### Dataset records:

####################

//! Binarization and normalization of original page images.

use super::{Invocation, StageTask, path_arg, remove_path, storage_error};
use crate::layout::{ImageType, ProjectLayout, extensions};
use crate::options::ToolSpec;
use crate::progress::ProgressSource;
use crate::stage::PipelineStage;
use async_trait::async_trait;
use pagerun_shared::errors::{PagerunError, PagerunResult};
use std::path::{Path, PathBuf};

/// Progress stops here until the raw outputs were moved into place.
const PROGRESS_CAP: u8 = 90;

/// Runs the binarization tool once over all pages.
///
/// The tool numbers its outputs by position in the input list
/// (`0001.bin.png`, `0001.nrm.png`, ...); post-processing renames them to
/// `binary/<page>.png` and `gray/<page>.png`.
#[derive(Debug, Clone, Default)]
pub struct PreprocessingTask {
    /// Extra tool arguments, appended after the output directory.
    pub args: Vec<String>,
}

impl PreprocessingTask {
    pub fn new(args: Vec<String>) -> Self {
        Self { args }
    }
}

#[async_trait]
impl StageTask for PreprocessingTask {
    fn stage(&self) -> PipelineStage {
        PipelineStage::Preprocessing
    }

    fn check_inputs(&self, layout: &ProjectLayout, _pages: &[String]) -> PagerunResult<()> {
        let original = layout.original_dir();
        if !original.is_dir() {
            return Err(PagerunError::Storage(format!(
                "original image directory {} does not exist",
                original.display()
            )));
        }
        Ok(())
    }

    async fn prepare(&self, layout: &ProjectLayout, _pages: &[String]) -> PagerunResult<()> {
        // Raw files of an interrupted run would be counted and moved again
        for suffix in [extensions::RAW_BINARY, extensions::RAW_GRAY] {
            for path in raw_outputs(&layout.preprocessing_dir(), suffix).await? {
                remove_path(&path).await?;
            }
        }
        Ok(())
    }

    fn invocations(
        &self,
        tool: &ToolSpec,
        layout: &ProjectLayout,
        pages: &[String],
    ) -> PagerunResult<Vec<Invocation>> {
        let mut args: Vec<String> = pages
            .iter()
            .map(|page| path_arg(&layout.original_image(page)))
            .collect();
        args.push("-o".to_string());
        args.push(path_arg(&layout.preprocessing_dir()));
        args.extend(self.args.iter().cloned());

        Ok(vec![Invocation::of(tool, args)])
    }

    fn progress_source(&self, layout: &ProjectLayout, _pages: &[String]) -> ProgressSource {
        ProgressSource::Directory {
            dir: layout.preprocessing_dir(),
            suffix: extensions::RAW_BINARY.to_string(),
            cap: PROGRESS_CAP,
        }
    }

    async fn post_process(&self, layout: &ProjectLayout, pages: &[String]) -> PagerunResult<()> {
        move_raw_outputs(layout, pages, extensions::RAW_BINARY, ImageType::Binary).await?;
        move_raw_outputs(layout, pages, extensions::RAW_GRAY, ImageType::Gray).await
    }
}

/// Files in `dir` ending with `suffix`, sorted by name.
async fn raw_outputs(dir: &Path, suffix: &str) -> PagerunResult<Vec<PathBuf>> {
    let mut entries = match tokio::fs::read_dir(dir).await {
        Ok(entries) => entries,
        Err(e) if e.kind() == std::io::ErrorKind::NotFound => return Ok(Vec::new()),
        Err(e) => return Err(storage_error("read", dir, e)),
    };

    let mut files = Vec::new();
    while let Some(entry) = entries
        .next_entry()
        .await
        .map_err(|e| storage_error("read", dir, e))?
    {
        let is_match = entry
            .file_name()
            .to_str()
            .is_some_and(|name| name.ends_with(suffix));
        if is_match {
            files.push(entry.path());
        }
    }
    files.sort();
    Ok(files)
}

/// Page a raw output belongs to, from its 1-based sequence number.
fn page_for<'a>(file_name: &str, suffix: &str, pages: &'a [String]) -> PagerunResult<&'a str> {
    let number = file_name
        .strip_suffix(suffix)
        .and_then(|stem| stem.parse::<usize>().ok())
        .ok_or_else(|| {
            PagerunError::PostProcessing(format!("unexpected tool output name {}", file_name))
        })?;

    number
        .checked_sub(1)
        .and_then(|index| pages.get(index))
        .map(String::as_str)
        .ok_or_else(|| {
            PagerunError::PostProcessing(format!(
                "tool output {} does not match any of {} pages",
                file_name,
                pages.len()
            ))
        })
}

async fn move_raw_outputs(
    layout: &ProjectLayout,
    pages: &[String],
    suffix: &str,
    image_type: ImageType,
) -> PagerunResult<()> {
    let files = raw_outputs(&layout.preprocessing_dir(), suffix)
        .await
        .map_err(|e| PagerunError::PostProcessing(e.to_string()))?;

    if files.len() < pages.len() {
        tracing::warn!(
            expected = pages.len(),
            found = files.len(),
            suffix = suffix,
            "Preprocessing produced fewer images than pages"
        );
    }

    for file in files {
        let file_name = file
            .file_name()
            .and_then(|name| name.to_str())
            .unwrap_or_default()
            .to_string();
        let page = page_for(&file_name, suffix, pages)?;
        let target = layout.image(image_type, page);

        tokio::fs::rename(&file, &target).await.map_err(|e| {
            PagerunError::PostProcessing(format!(
                "failed to move {} to {}: {}",
                file.display(),
                target.display(),
                e
            ))
        })?;
        tracing::trace!(page = page, target = %target.display(), "Moved preprocessed image");
    }
    Ok(())
}
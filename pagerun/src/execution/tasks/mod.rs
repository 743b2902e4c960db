//! Stage-specific behavior plugged into the generic execution lifecycle.
//!
//! A [`StageTask`] describes what to run for one stage: the tool
//! invocations, where progress can be observed and what to do with the
//! tool's output afterwards. The lifecycle handles everything else.

mod ground_truth_search;
mod preprocessing;
mod region_extraction;
mod segmentation;

pub use ground_truth_search::GroundTruthSearchTask;
pub use preprocessing::PreprocessingTask;
pub use region_extraction::RegionExtractionTask;
pub use segmentation::SegmentationTask;

use crate::layout::ProjectLayout;
use crate::options::ToolSpec;
use crate::progress::ProgressSource;
use crate::stage::PipelineStage;
use async_trait::async_trait;
use pagerun_shared::errors::{PagerunError, PagerunResult};
use std::io::ErrorKind;
use std::path::Path;

/// One external program run.
#[derive(Debug, Clone, PartialEq, Eq)]
pub struct Invocation {
    pub program: String,
    pub args: Vec<String>,
    /// Page this invocation covers, for per-page stages.
    pub page: Option<String>,
}

impl Invocation {
    /// Invocation of `tool` with its fixed arguments followed by `args`.
    pub fn of(tool: &ToolSpec, args: impl IntoIterator<Item = String>) -> Self {
        Self {
            program: tool.program.clone(),
            args: tool.args.iter().cloned().chain(args).collect(),
            page: None,
        }
    }

    pub fn for_page(mut self, page: impl Into<String>) -> Self {
        self.page = Some(page.into());
        self
    }
}

/// Stage-specific part of an execution.
#[async_trait]
pub trait StageTask: Send + Sync {
    fn stage(&self) -> PipelineStage;

    /// Fail early if required inputs are missing. Runs before anything on
    /// disk is touched.
    fn check_inputs(&self, _layout: &ProjectLayout, _pages: &[String]) -> PagerunResult<()> {
        Ok(())
    }

    /// Extra preparation after stale outputs were removed.
    async fn prepare(&self, _layout: &ProjectLayout, _pages: &[String]) -> PagerunResult<()> {
        Ok(())
    }

    /// Processes to run, in order. The lifecycle checks for cancellation
    /// between them.
    fn invocations(
        &self,
        tool: &ToolSpec,
        layout: &ProjectLayout,
        pages: &[String],
    ) -> PagerunResult<Vec<Invocation>>;

    fn progress_source(&self, layout: &ProjectLayout, pages: &[String]) -> ProgressSource;

    /// Turn raw tool output into final artifacts. Runs only after every
    /// invocation exited successfully.
    async fn post_process(&self, _layout: &ProjectLayout, _pages: &[String]) -> PagerunResult<()> {
        Ok(())
    }
}

pub type BoxedStageTask = Box<dyn StageTask>;

/// Default task for `stage`, with default parameters.
pub fn default_task(stage: PipelineStage) -> BoxedStageTask {
    match stage {
        PipelineStage::Preprocessing => Box::new(PreprocessingTask::default()),
        PipelineStage::Segmentation => Box::new(SegmentationTask::default()),
        PipelineStage::RegionExtraction => Box::new(RegionExtractionTask::default()),
        PipelineStage::GroundTruthSearch => Box::new(GroundTruthSearchTask::default()),
    }
}

/// Delete `stage` outputs of `pages` left over from an earlier run.
pub(crate) async fn remove_stale_outputs(
    layout: &ProjectLayout,
    stage: PipelineStage,
    pages: &[String],
) -> PagerunResult<()> {
    for page in pages {
        for path in layout.stage_outputs(stage, page) {
            remove_path(&path).await?;
        }
    }
    Ok(())
}

/// Remove a file or directory tree; absent paths are fine.
pub(crate) async fn remove_path(path: &Path) -> PagerunResult<()> {
    let metadata = match tokio::fs::symlink_metadata(path).await {
        Ok(metadata) => metadata,
        Err(e) if e.kind() == ErrorKind::NotFound => return Ok(()),
        Err(e) => return Err(storage_error("inspect", path, e)),
    };

    let result = if metadata.is_dir() {
        tokio::fs::remove_dir_all(path).await
    } else {
        tokio::fs::remove_file(path).await
    };

    match result {
        Ok(()) => {
            tracing::trace!(path = %path.display(), "Removed stale output");
            Ok(())
        }
        Err(e) if e.kind() == ErrorKind::NotFound => Ok(()),
        Err(e) => Err(storage_error("remove", path, e)),
    }
}

pub(crate) fn storage_error(action: &str, path: &Path, e: std::io::Error) -> PagerunError {
    PagerunError::Storage(format!("failed to {} {}: {}", action, path.display(), e))
}

fn path_arg(path: &Path) -> String {
    path.to_string_lossy().into_owned()
}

####################

### Work task:
The lines above that hold the word "format" are the ones to copy.

### The answer:
            return Err(PagerunError::Storage(format!(
            PagerunError::PostProcessing(format!("unexpected tool output name {}", file_name))
            PagerunError::PostProcessing(format!(
            PagerunError::PostProcessing(format!(
    PagerunError::Storage(format!("failed to {} {}: {}", action, path.display(), e))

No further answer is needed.